#### [How to complete this task]
Show every line of the data where the word "elapsed" can be found.

#### [Entries provided]
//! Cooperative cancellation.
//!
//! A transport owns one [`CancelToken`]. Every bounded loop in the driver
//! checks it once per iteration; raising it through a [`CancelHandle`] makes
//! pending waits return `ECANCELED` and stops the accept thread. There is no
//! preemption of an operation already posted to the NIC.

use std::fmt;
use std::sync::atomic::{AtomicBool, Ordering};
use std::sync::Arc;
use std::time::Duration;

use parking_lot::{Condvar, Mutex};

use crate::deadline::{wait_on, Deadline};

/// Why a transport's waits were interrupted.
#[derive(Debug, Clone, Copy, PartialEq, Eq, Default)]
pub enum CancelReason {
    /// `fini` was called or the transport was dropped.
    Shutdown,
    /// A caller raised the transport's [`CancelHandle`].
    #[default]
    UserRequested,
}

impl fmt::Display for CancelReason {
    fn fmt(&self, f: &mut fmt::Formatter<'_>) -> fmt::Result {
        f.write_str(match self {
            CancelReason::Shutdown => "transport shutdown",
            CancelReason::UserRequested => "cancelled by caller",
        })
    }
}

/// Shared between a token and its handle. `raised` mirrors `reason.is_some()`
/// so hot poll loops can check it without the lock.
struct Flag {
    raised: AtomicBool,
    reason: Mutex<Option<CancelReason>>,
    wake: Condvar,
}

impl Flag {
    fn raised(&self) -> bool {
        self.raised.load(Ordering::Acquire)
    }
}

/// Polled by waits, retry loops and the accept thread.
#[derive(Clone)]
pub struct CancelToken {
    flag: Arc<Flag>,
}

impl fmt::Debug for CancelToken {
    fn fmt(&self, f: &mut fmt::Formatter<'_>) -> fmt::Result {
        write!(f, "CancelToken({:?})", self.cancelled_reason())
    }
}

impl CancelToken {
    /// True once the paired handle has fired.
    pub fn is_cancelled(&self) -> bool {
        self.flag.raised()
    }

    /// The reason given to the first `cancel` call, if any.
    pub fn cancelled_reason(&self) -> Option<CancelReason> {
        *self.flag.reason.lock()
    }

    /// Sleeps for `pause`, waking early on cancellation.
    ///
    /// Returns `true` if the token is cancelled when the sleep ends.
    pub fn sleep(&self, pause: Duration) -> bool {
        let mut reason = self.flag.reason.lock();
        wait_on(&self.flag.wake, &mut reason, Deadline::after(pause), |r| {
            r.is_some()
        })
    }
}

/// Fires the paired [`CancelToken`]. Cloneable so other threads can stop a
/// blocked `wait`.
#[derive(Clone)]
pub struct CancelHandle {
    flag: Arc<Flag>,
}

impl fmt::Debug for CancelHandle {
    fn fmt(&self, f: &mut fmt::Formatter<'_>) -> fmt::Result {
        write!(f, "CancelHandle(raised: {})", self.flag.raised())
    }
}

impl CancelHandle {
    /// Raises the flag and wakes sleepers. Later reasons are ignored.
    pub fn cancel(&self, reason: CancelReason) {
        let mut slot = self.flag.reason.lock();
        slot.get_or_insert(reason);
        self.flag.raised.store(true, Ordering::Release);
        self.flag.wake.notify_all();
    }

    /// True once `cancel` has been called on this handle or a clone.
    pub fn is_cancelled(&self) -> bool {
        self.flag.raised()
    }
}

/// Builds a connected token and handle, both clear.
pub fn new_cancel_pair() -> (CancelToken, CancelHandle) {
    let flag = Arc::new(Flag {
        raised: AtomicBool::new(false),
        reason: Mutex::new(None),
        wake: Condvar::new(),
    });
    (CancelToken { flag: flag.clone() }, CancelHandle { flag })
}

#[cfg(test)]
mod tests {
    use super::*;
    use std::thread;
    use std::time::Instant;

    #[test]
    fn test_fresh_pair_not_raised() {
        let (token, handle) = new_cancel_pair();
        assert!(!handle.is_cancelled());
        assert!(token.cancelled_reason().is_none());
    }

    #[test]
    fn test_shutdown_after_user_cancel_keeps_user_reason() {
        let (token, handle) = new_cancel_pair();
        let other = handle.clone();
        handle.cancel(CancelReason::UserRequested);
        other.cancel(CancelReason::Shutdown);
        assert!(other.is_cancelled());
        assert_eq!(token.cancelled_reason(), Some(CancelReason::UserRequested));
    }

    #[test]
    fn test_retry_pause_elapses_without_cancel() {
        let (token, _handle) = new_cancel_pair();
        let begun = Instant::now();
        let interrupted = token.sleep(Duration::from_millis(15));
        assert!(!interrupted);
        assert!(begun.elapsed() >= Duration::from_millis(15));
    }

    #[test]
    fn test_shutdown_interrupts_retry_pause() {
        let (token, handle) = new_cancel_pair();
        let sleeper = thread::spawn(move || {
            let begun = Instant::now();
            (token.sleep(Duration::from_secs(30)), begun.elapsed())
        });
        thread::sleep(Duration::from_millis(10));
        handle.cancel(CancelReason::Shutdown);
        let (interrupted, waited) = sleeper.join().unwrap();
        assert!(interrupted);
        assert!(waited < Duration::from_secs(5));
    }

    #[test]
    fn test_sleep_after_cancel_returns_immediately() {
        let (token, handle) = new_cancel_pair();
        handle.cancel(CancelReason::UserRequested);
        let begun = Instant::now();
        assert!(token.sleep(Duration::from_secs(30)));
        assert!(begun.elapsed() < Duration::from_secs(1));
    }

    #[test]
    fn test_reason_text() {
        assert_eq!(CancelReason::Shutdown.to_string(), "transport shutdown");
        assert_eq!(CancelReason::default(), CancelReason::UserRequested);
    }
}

#### [Answer to the exercise]
        assert!(begun.elapsed() >= Duration::from_millis(15));
            (token.sleep(Duration::from_secs(30)), begun.elapsed())
        assert!(begun.elapsed() < Duration::from_secs(1));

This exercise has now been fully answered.